▸ **RECORDS PROVIDED**
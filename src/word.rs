//! Fixed-width bit-packed vector with distance and reconstruction semantics.
//!
//! A `Word` is an ordered sequence of N small-integer dimensions, each taking
//! one of `2^B` values (B in 1..=8), packed densely MSB-first into 32-bit
//! storage units. A dimension's bits may straddle a unit boundary when B does
//! not divide 32. Unused trailing bits of the last unit are kept zero and are
//! masked out of every metric computation.

use std::fmt;
use std::io::{Read, Write};

use rand::Rng;

use crate::config::DistanceMetric;
use crate::error::{Result, SdmError};
use crate::wire;

/// Width of one packed storage unit, in bits.
pub const UNIT_BITS: usize = 32;

/// A fixed-length vector of B-bit dimensions.
#[derive(Clone, PartialEq, Eq)]
pub struct Word {
    /// Number of dimensions (N).
    word_len: u16,
    /// Bits per dimension (B, 1..=8).
    range_bits: u8,
    /// Number of packed units: ceil(N*B / 32).
    num_units: u16,
    /// Bits of the last unit actually used; 0 when N*B is a multiple of 32.
    last_unit_bits: u16,
    /// Packed storage, MSB-first.
    units: Vec<u32>,
}

/// Unit count and used-bit count of the last unit for a given geometry.
fn unit_layout(word_len: u16, range_bits: u8) -> (u16, u16) {
    let total_bits = word_len as usize * range_bits as usize;
    let mut num_units = total_bits / UNIT_BITS;
    let last_unit_bits = total_bits % UNIT_BITS;
    if last_unit_bits > 0 {
        num_units += 1;
    }
    (num_units as u16, last_unit_bits as u16)
}

/// Pack dimension values densely MSB-first into 32-bit units.
fn pack_values(values: &[u8], range_bits: u8) -> Vec<u32> {
    let b = range_bits as usize;
    let total_bits = values.len() * b;
    let mut units = vec![0u32; (total_bits + UNIT_BITS - 1) / UNIT_BITS];

    for (i, &value) in values.iter().enumerate() {
        let bit = i * b;
        let unit = bit / UNIT_BITS;
        let offset = bit % UNIT_BITS;

        if offset + b <= UNIT_BITS {
            units[unit] |= (value as u32) << (UNIT_BITS - offset - b);
        } else {
            // Value straddles two units: high part ends this unit, low part
            // starts the next.
            let low_bits = offset + b - UNIT_BITS;
            units[unit] |= (value as u32) >> low_bits;
            units[unit + 1] |= (value as u32) << (UNIT_BITS - low_bits);
        }
    }

    units
}

impl Word {
    fn from_parts(word_len: u16, range_bits: u8, units: Vec<u32>) -> Self {
        let (num_units, last_unit_bits) = unit_layout(word_len, range_bits);
        debug_assert_eq!(units.len(), num_units as usize);
        Self {
            word_len,
            range_bits,
            num_units,
            last_unit_bits,
            units,
        }
    }

    /// Construct a word with uniformly random dimension values.
    pub fn random(word_len: u16, range_bits: u8, rng: &mut impl Rng) -> Self {
        let (num_units, last_unit_bits) = unit_layout(word_len, range_bits);
        let mut units: Vec<u32> = (0..num_units).map(|_| rng.gen::<u32>()).collect();

        // Keep the padding invariant: unused trailing bits stay zero.
        if last_unit_bits > 0 {
            if let Some(last) = units.last_mut() {
                *last &= u32::MAX << (UNIT_BITS - last_unit_bits as usize);
            }
        }

        Self {
            word_len,
            range_bits,
            num_units,
            last_unit_bits,
            units,
        }
    }

    /// Construct from a raw byte buffer holding the packed bit stream.
    ///
    /// Bytes are packed big-endian, four to a unit; an incomplete trailing
    /// unit and any units beyond the buffer are zero-padded. Fails when the
    /// buffer holds more bytes than the geometry can store.
    pub fn from_bytes(word_len: u16, range_bits: u8, bytes: &[u8]) -> Result<Self> {
        let (num_units, last_unit_bits) = unit_layout(word_len, range_bits);

        if bytes.len() > num_units as usize * 4 {
            return Err(SdmError::GeometryMismatch(format!(
                "{} bytes exceed the {} units implied by {} dimensions of {} bits",
                bytes.len(),
                num_units,
                word_len,
                range_bits
            )));
        }

        let mut units: Vec<u32> = bytes
            .chunks(4)
            .map(|chunk| {
                let mut unit = 0u32;
                for (i, &byte) in chunk.iter().enumerate() {
                    unit |= (byte as u32) << (24 - 8 * i);
                }
                unit
            })
            .collect();
        units.resize(num_units as usize, 0);

        if last_unit_bits > 0 {
            if let Some(last) = units.last_mut() {
                *last &= u32::MAX << (UNIT_BITS - last_unit_bits as usize);
            }
        }

        Ok(Self {
            word_len,
            range_bits,
            num_units,
            last_unit_bits,
            units,
        })
    }

    /// Number of dimensions.
    pub fn len(&self) -> usize {
        self.word_len as usize
    }

    /// True when the word has no dimensions.
    pub fn is_empty(&self) -> bool {
        self.word_len == 0
    }

    /// Bits per dimension.
    pub fn range_bits(&self) -> u8 {
        self.range_bits
    }

    /// Number of values a dimension can take: `2^range_bits`.
    pub fn range_size(&self) -> u32 {
        1 << self.range_bits
    }

    /// Number of packed storage units.
    pub fn num_units(&self) -> usize {
        self.num_units as usize
    }

    /// Raw storage unit at `index`.
    pub fn unit_at(&self, index: usize) -> u32 {
        self.units[index]
    }

    /// Extract the value of dimension `index`.
    ///
    /// Panics when `index` is out of range.
    pub fn int_at(&self, index: usize) -> u8 {
        assert!(index < self.word_len as usize, "dimension out of range");

        let b = self.range_bits as usize;
        let bit = index * b;
        let unit = bit / UNIT_BITS;
        let offset = bit % UNIT_BITS;
        let mask = (1u32 << b) - 1;

        if offset + b <= UNIT_BITS {
            ((self.units[unit] >> (UNIT_BITS - offset - b)) & mask) as u8
        } else {
            let low_bits = offset + b - UNIT_BITS;
            let high = self.units[unit] & ((1u32 << (b - low_bits)) - 1);
            let low = self.units[unit + 1] >> (UNIT_BITS - low_bits);
            ((high << low_bits) | low) as u8
        }
    }

    /// Iterate `(index, value)` over every dimension in order.
    ///
    /// The traversal is lazy, restartable and does not mutate the word.
    pub fn ints(&self) -> impl Iterator<Item = (usize, u8)> + '_ {
        (0..self.word_len as usize).map(move |i| (i, self.int_at(i)))
    }

    fn check_geometry(&self, other: &Word) -> Result<()> {
        if self.word_len != other.word_len || self.range_bits != other.range_bits {
            return Err(SdmError::GeometryMismatch(format!(
                "({} dims, {} bits) vs ({} dims, {} bits)",
                self.word_len, self.range_bits, other.word_len, other.range_bits
            )));
        }
        Ok(())
    }

    /// Distance to another word of identical geometry.
    ///
    /// Binary words use Hamming distance (an integer in `[0, N]`); wider
    /// ranges use per-dimension circular distance accumulated according to
    /// `metric`. Dimension values are categorical and wrap around, so the
    /// per-dimension distance is `min(|a-b|, range_size - |a-b|)`.
    pub fn distance_to(&self, other: &Word, metric: DistanceMetric) -> Result<f32> {
        self.check_geometry(other)?;

        if self.range_bits == 1 {
            let mut dist = 0u32;
            for i in 0..self.units.len() {
                let mut xored = self.units[i] ^ other.units[i];
                if self.last_unit_bits > 0 && i == self.units.len() - 1 {
                    xored &= u32::MAX << (UNIT_BITS - self.last_unit_bits as usize);
                }
                dist += xored.count_ones();
            }
            return Ok(dist as f32);
        }

        let range_size = self.range_size();
        let mut sum = 0.0f32;
        for ((_, a), (_, b)) in self.ints().zip(other.ints()) {
            let diff = (a as u32).abs_diff(b as u32);
            let circular = diff.min(range_size - diff);
            match metric {
                DistanceMetric::Manhattan => sum += circular as f32,
                DistanceMetric::Euclidean => sum += (circular * circular) as f32,
            }
        }

        Ok(match metric {
            DistanceMetric::Manhattan => sum,
            DistanceMetric::Euclidean => sum.sqrt(),
        })
    }

    /// Bias this word's values toward `other` by iterated linear interpolation.
    ///
    /// Each dimension runs `iterations` rounds of
    /// `v <- clamp(trunc(v + (other_v - v) * scale), 0, range_size - 1)`,
    /// every round starting from the updated value, so more iterations
    /// converge geometrically toward `other`.
    pub fn imprint(&mut self, other: &Word, scale: f32, iterations: u32) -> Result<()> {
        self.check_geometry(other)?;

        let max_value = self.range_size() as i32 - 1;
        let mut values = Vec::with_capacity(self.len());

        for ((_, a), (_, b)) in self.ints().zip(other.ints()) {
            let mut value = a as i32;
            let target = b as i32;
            for _ in 0..iterations {
                let blended = (value as f32 + (target - value) as f32 * scale) as i32;
                value = blended.clamp(0, max_value);
            }
            values.push(value as u8);
        }

        self.units = pack_values(&values, self.range_bits);
        Ok(())
    }

    /// Reconstruct a word from an accumulated counter table.
    ///
    /// The table holds `2^range_bits` slots per dimension, so the result has
    /// `counters.len() / 2^range_bits` dimensions.
    ///
    /// Binary mode reads one signed counter per dimension (the first N slots
    /// of the table): positive means 1, negative means 0, zero is broken by a
    /// random bit. This path always reports `conclusive = true`, even with no
    /// evidence at all.
    ///
    /// Wider ranges take the argmax of each dimension's slot slice, first
    /// value winning ties; the whole result is conclusive only when some
    /// dimension had a strictly positive maximum. A dimension whose slice is
    /// entirely non-positive reconstructs as 0.
    pub fn from_counters(counters: &[i32], range_bits: u8, rng: &mut impl Rng) -> (Word, bool) {
        let range_size = 1usize << range_bits;
        debug_assert_eq!(counters.len() % range_size, 0);
        let word_len = counters.len() / range_size;

        if range_bits == 1 {
            let values: Vec<u8> = counters[..word_len]
                .iter()
                .map(|&c| {
                    if c > 0 {
                        1
                    } else if c < 0 {
                        0
                    } else {
                        rng.gen::<bool>() as u8
                    }
                })
                .collect();
            return (Self::from_values(word_len as u16, 1, &values), true);
        }

        let mut conclusive = false;
        let mut values = Vec::with_capacity(word_len);
        for dim in 0..word_len {
            let slice = &counters[dim * range_size..(dim + 1) * range_size];
            let mut max = 0i32;
            let mut value_at_max = 0u8;
            for (value, &count) in slice.iter().enumerate() {
                if count > max {
                    max = count;
                    value_at_max = value as u8;
                    conclusive = true;
                }
            }
            values.push(value_at_max);
        }

        (
            Self::from_values(word_len as u16, range_bits, &values),
            conclusive,
        )
    }

    /// Construct from explicit dimension values.
    ///
    /// Panics when a value does not fit in `range_bits` bits.
    pub fn from_values(word_len: u16, range_bits: u8, values: &[u8]) -> Self {
        assert_eq!(values.len(), word_len as usize, "value count mismatch");
        let range_size = 1u32 << range_bits;
        assert!(
            values.iter().all(|&v| (v as u32) < range_size),
            "value does not fit in {} bits",
            range_bits
        );
        Self::from_parts(word_len, range_bits, pack_values(values, range_bits))
    }

    /// Write the fixed-order binary encoding.
    pub fn serialize(&self, writer: &mut impl Write) -> Result<()> {
        wire::write_u16(writer, self.word_len)?;
        wire::write_u8(writer, self.range_bits)?;
        wire::write_u16(writer, self.num_units)?;
        wire::write_u16(writer, self.last_unit_bits)?;
        for &unit in &self.units {
            wire::write_u32(writer, unit)?;
        }
        Ok(())
    }

    /// Read back exactly the fields written by [`Word::serialize`].
    pub fn deserialize(reader: &mut impl Read) -> Result<Self> {
        let word_len = wire::read_u16(reader)?;
        let range_bits = wire::read_u8(reader)?;
        if !(1..=8).contains(&range_bits) {
            return Err(SdmError::Format(format!(
                "range bits must be in 1..=8, got {}",
                range_bits
            )));
        }
        let num_units = wire::read_u16(reader)?;
        let last_unit_bits = wire::read_u16(reader)?;

        let (expected_units, expected_last) = unit_layout(word_len, range_bits);
        if num_units != expected_units || last_unit_bits != expected_last {
            return Err(SdmError::Format(format!(
                "inconsistent word header: {} units / {} trailing bits for {} dims of {} bits",
                num_units, last_unit_bits, word_len, range_bits
            )));
        }

        let mut units = Vec::with_capacity(num_units as usize);
        for _ in 0..num_units {
            units.push(wire::read_u32(reader)?);
        }

        Ok(Self {
            word_len,
            range_bits,
            num_units,
            last_unit_bits,
            units,
        })
    }
}

impl fmt::Debug for Word {
    fn fmt(&self, f: &mut fmt::Formatter<'_>) -> fmt::Result {
        write!(
            f,
            "Word(dims={}, bits={}, units={})",
            self.word_len, self.range_bits, self.num_units
        )
    }
}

▸ **REQUIRED WORK**
After locating the line holding "self.word_len, self.range_bits, other.word_len, other.range_bits" above, output exactly that line and every line after it through the line holding "per-dimension distance is". Include nothing else.

▸ **WRITTEN ANSWER**
                self.word_len, self.range_bits, other.word_len, other.range_bits
            )));
        }
        Ok(())
    }

    /// Distance to another word of identical geometry.
    ///
    /// Binary words use Hamming distance (an integer in `[0, N]`); wider
    /// ranges use per-dimension circular distance accumulated according to
    /// `metric`. Dimension values are categorical and wrap around, so the
    /// per-dimension distance is `min(|a-b|, range_size - |a-b|)`.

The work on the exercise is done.